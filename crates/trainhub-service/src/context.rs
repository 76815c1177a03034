//! Request context carrying the authenticated actor.

use chrono::{DateTime, Utc};
use serde::{Deserialize, Serialize};
use uuid::Uuid;

use trainhub_entity::user::{Actor, UserRole};

/// Context for the current authenticated request.
///
/// Built by the API extractor from verified token claims and passed into
/// service methods so that every operation knows who is acting.
#[derive(Debug, Clone, Serialize, Deserialize)]
pub struct RequestContext {
    /// The authenticated actor.
    pub actor: Actor,
    /// When the request was received.
    pub request_time: DateTime<Utc>,
}

impl RequestContext {
    /// Creates a new request context stamped with the current time.
    pub fn new(actor: Actor) -> Self {
        Self {
            actor,
            request_time: Utc::now(),
        }
    }

    /// The actor's role.
    pub fn role(&self) -> UserRole {
        self.actor.role
    }

    /// The actor's user ID as a raw UUID.
    pub fn user_id(&self) -> Uuid {
        self.actor.id.into_uuid()
    }
}
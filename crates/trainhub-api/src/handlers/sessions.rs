//! Training session handlers.

use axum::Json;
use axum::extract::{Path, Query, State};
use axum::http::StatusCode;

use trainhub_auth::rbac::SystemPermission;
use trainhub_core::types::pagination::PageResponse;
use trainhub_entity::audit::AuditLogEntry;
use trainhub_entity::session::Session;

use crate::dto::request::{CreateSessionRequest, StatusFilter};
use crate::dto::response::{ApiResponse, SessionResponse};
use crate::error::ApiError;
use crate::extractors::{AuthUser, PaginationParams, ValidatedJson, parse_uuid};
use crate::middleware::rbac::require_permission;
use crate::state::AppState;

/// Attach the caller's legal gate decisions to a session.
pub(crate) fn with_actions(state: &AppState, auth: &AuthUser, session: Session) -> SessionResponse {
    let legal_actions = state.validation_engine.legal_actions(&session, &auth.actor);
    SessionResponse {
        session,
        legal_actions,
    }
}

/// GET /api/sessions
pub async fn list_sessions(
    State(state): State<AppState>,
    auth: AuthUser,
    Query(filter): Query<StatusFilter>,
    Query(pagination): Query<PaginationParams>,
) -> Result<Json<ApiResponse<PageResponse<Session>>>, ApiError> {
    let statuses = filter.statuses()?;
    let page = state
        .session_service
        .list(&auth, &statuses, &pagination.into_page_request())
        .await?;
    Ok(Json(ApiResponse::ok(page)))
}

/// POST /api/sessions
pub async fn create_session(
    State(state): State<AppState>,
    auth: AuthUser,
    ValidatedJson(req): ValidatedJson<CreateSessionRequest>,
) -> Result<(StatusCode, Json<ApiResponse<SessionResponse>>), ApiError> {
    let session = state.session_service.create(&auth, req.into()).await?;
    let body = with_actions(&state, &auth, session);
    Ok((StatusCode::CREATED, Json(ApiResponse::ok(body))))
}

/// GET /api/sessions/{id}
pub async fn get_session(
    State(state): State<AppState>,
    auth: AuthUser,
    Path(id): Path<String>,
) -> Result<Json<ApiResponse<SessionResponse>>, ApiError> {
    let id = parse_uuid(&id)?;
    let session = state.session_service.get(&auth, id).await?;
    Ok(Json(ApiResponse::ok(with_actions(&state, &auth, session))))
}

/// GET /api/sessions/{id}/audit
pub async fn session_audit(
    State(state): State<AppState>,
    auth: AuthUser,
    Path(id): Path<String>,
) -> Result<Json<ApiResponse<Vec<AuditLogEntry>>>, ApiError> {
    require_permission(&auth, &state.rbac, SystemPermission::AuditView)?;
    let id = parse_uuid(&id)?;
    // 404 for unknown sessions rather than an empty trail.
    state.session_service.find(id).await?;
    let trail = state.audit_service.session_trail(&auth, id).await?;
    Ok(Json(ApiResponse::ok(trail)))
}
//! Health check handlers.

use std::time::Instant;

use axum::Json;
use axum::extract::State;
use axum::http::StatusCode;
use axum::response::IntoResponse;

use trainhub_core::config::PersistenceProvider;

use crate::dto::response::{ApiResponse, ComponentHealth, DetailedHealthResponse, HealthResponse};
use crate::state::AppState;

const VERSION: &str = env!("CARGO_PKG_VERSION");

/// GET /api/health
pub async fn health(State(state): State<AppState>) -> Json<ApiResponse<HealthResponse>> {
    Json(ApiResponse::ok(HealthResponse {
        status: "ok".to_string(),
        version: VERSION.to_string(),
        uptime_seconds: state.started_at.elapsed().as_secs(),
    }))
}

/// GET /api/health/detailed
///
/// Returns 503 when the store check fails.
pub async fn detailed_health(State(state): State<AppState>) -> impl IntoResponse {
    let provider = match state.config.database.provider {
        PersistenceProvider::Postgres => "postgres",
        PersistenceProvider::Memory => "memory",
    };

    let start = Instant::now();
    let check = state.stores.sessions.health_check().await;
    let latency_ms = start.elapsed().as_millis() as u64;

    let store = match check {
        Ok(healthy) => ComponentHealth {
            provider: provider.to_string(),
            healthy,
            latency_ms,
            error: None,
        },
        Err(e) => {
            tracing::warn!(error = %e, "Store health check failed");
            ComponentHealth {
                provider: provider.to_string(),
                healthy: false,
                latency_ms,
                error: Some(e.message),
            }
        }
    };

    let status = if store.healthy {
        StatusCode::OK
    } else {
        StatusCode::SERVICE_UNAVAILABLE
    };

    let body = DetailedHealthResponse {
        status: if store.healthy { "ok" } else { "degraded" }.to_string(),
        version: VERSION.to_string(),
        uptime_seconds: state.started_at.elapsed().as_secs(),
        store,
        worker_enabled: state.config.worker.enabled,
        embed_enabled: state.embed.is_enabled(),
    };

    (status, Json(ApiResponse::ok(body)))
}
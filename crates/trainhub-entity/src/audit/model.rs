//! Audit log entry entity model.

use chrono::{DateTime, Utc};
use serde::{Deserialize, Serialize};
use sqlx::FromRow;
use std::fmt;
use uuid::Uuid;

/// Actions recorded in the audit trail.
#[derive(Debug, Clone, Copy, PartialEq, Eq, Hash, Serialize, Deserialize)]
pub enum AuditAction {
    /// A session was created.
    #[serde(rename = "session.create")]
    Create,
    /// The HR gate passed.
    #[serde(rename = "session.validate_hr")]
    ValidateHr,
    /// The HSE gate passed.
    #[serde(rename = "session.validate_hse")]
    ValidateHse,
    /// Rejected at the HR gate.
    #[serde(rename = "session.reject_hr")]
    RejectHr,
    /// Rejected at the HSE gate.
    #[serde(rename = "session.reject_hse")]
    RejectHse,
    /// The session started.
    #[serde(rename = "session.start")]
    Start,
    /// The session ended.
    #[serde(rename = "session.complete")]
    Complete,
}

impl AuditAction {
    /// Return the dotted action name stored in `audit_log.action`.
    pub fn as_str(&self) -> &'static str {
        match self {
            Self::Create => "session.create",
            Self::ValidateHr => "session.validate_hr",
            Self::ValidateHse => "session.validate_hse",
            Self::RejectHr => "session.reject_hr",
            Self::RejectHse => "session.reject_hse",
            Self::Start => "session.start",
            Self::Complete => "session.complete",
        }
    }
}

impl fmt::Display for AuditAction {
    fn fmt(&self, f: &mut fmt::Formatter<'_>) -> fmt::Result {
        write!(f, "{}", self.as_str())
    }
}

/// An immutable audit log entry recording a session change.
#[derive(Debug, Clone, Serialize, Deserialize, FromRow)]
pub struct AuditLogEntry {
    /// Unique audit entry identifier.
    pub id: Uuid,
    /// The user who performed the action; `None` for the scheduler.
    pub actor_id: Option<Uuid>,
    /// The action that was performed (e.g. `"session.validate_hr"`).
    pub action: String,
    /// The type of target resource, always `"session"` today.
    pub target_type: String,
    /// The target resource ID.
    pub target_id: Option<Uuid>,
    /// Additional details about the action (JSON).
    pub details: Option<serde_json::Value>,
    /// When the action occurred.
    pub created_at: DateTime<Utc>,
}

/// Data required to create a new audit log entry.
#[derive(Debug, Clone, Serialize, Deserialize)]
pub struct CreateAuditLogEntry {
    /// The acting user.
    pub actor_id: Option<Uuid>,
    /// The action performed.
    pub action: AuditAction,
    /// Target resource type.
    pub target_type: String,
    /// Target resource ID.
    pub target_id: Option<Uuid>,
    /// Additional details.
    pub details: Option<serde_json::Value>,
}

impl CreateAuditLogEntry {
    /// An entry targeting a training session.
    pub fn for_session(
        actor_id: Option<Uuid>,
        action: AuditAction,
        session_id: Uuid,
        details: serde_json::Value,
    ) -> Self {
        Self {
            actor_id,
            action,
            target_type: "session".to_string(),
            target_id: Some(session_id),
            details: Some(details),
        }
    }

    /// Materialize the stored row.
    pub fn into_entry(self, id: Uuid, now: DateTime<Utc>) -> AuditLogEntry {
        AuditLogEntry {
            id,
            actor_id: self.actor_id,
            action: self.action.as_str().to_string(),
            target_type: self.target_type,
            target_id: self.target_id,
            details: self.details,
            created_at: now,
        }
    }
}

#[cfg(test)]
mod tests {
    use super::*;

    #[test]
    fn test_action_names_match_serde() {
        for action in [
            AuditAction::Create,
            AuditAction::ValidateHr,
            AuditAction::RejectHse,
            AuditAction::Complete,
        ] {
            assert_eq!(
                serde_json::to_value(action).unwrap(),
                serde_json::Value::String(action.to_string())
            );
        }
    }
}
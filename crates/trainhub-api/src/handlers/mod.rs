//! Route handlers organized by domain.

pub mod embed;
pub mod health;
pub mod me;
pub mod sessions;
pub mod validation;
//! CORS layer configuration.

use std::time::Duration;

use axum::http::{HeaderName, HeaderValue, Method};
use tower_http::cors::{Any, CorsLayer};

use trainhub_core::config::CorsConfig;

/// Builds a CORS tower layer from configuration.
pub fn build_cors_layer(config: &CorsConfig) -> CorsLayer {
    let mut layer = CorsLayer::new();

    // Origins
    if config.allowed_origins.iter().any(|o| o == "*") {
        layer = layer.allow_origin(Any);
    } else {
        let origins: Vec<HeaderValue> = config
            .allowed_origins
            .iter()
            .filter_map(|o| o.parse().ok())
            .collect();
        layer = layer.allow_origin(origins);
    }

    // Methods
    let methods: Vec<Method> = config
        .allowed_methods
        .iter()
        .filter_map(|m| m.parse().ok())
        .collect();
    layer = layer.allow_methods(methods);

    // Headers
    if config.allowed_headers.iter().any(|h| h == "*") {
        layer = layer.allow_headers(Any);
    } else {
        let headers: Vec<HeaderName> = config
            .allowed_headers
            .iter()
            .filter_map(|h| h.parse().ok())
            .collect();
        layer = layer.allow_headers(headers);
    }

    layer.max_age(Duration::from_secs(config.max_age_seconds))
}
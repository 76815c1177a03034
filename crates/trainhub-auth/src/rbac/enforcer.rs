//! RBAC enforcement: checks whether a role has a required system permission.

use trainhub_core::error::AppError;
use trainhub_entity::user::UserRole;

use super::policies::{RbacPolicies, SystemPermission};

/// Enforces role-based access control for system-level operations.
#[derive(Debug, Clone, Default)]
pub struct RbacEnforcer {
    policies: RbacPolicies,
}

impl RbacEnforcer {
    /// Creates a new enforcer with the default policy set.
    pub fn new() -> Self {
        Self::default()
    }

    /// Returns `Ok(())` if allowed, or an `Authorization` error if denied.
    pub fn require_permission(
        &self,
        role: &UserRole,
        permission: &SystemPermission,
    ) -> Result<(), AppError> {
        if self.policies.has_permission(role, permission) {
            Ok(())
        } else {
            Err(AppError::authorization(format!(
                "Role '{role}' does not have permission '{permission:?}'"
            )))
        }
    }

    /// Checks whether the role has the required permission (returns bool).
    pub fn has_permission(&self, role: &UserRole, permission: &SystemPermission) -> bool {
        self.policies.has_permission(role, permission)
    }

    /// Returns a reference to the underlying policies.
    pub fn policies(&self) -> &RbacPolicies {
        &self.policies
    }
}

* [WHAT IS EXPECTED] Show the lines of the records that include the string "Duration".

* [WRITTEN SOLUTION]
use std::time::Duration;
    layer.max_age(Duration::from_secs(config.max_age_seconds))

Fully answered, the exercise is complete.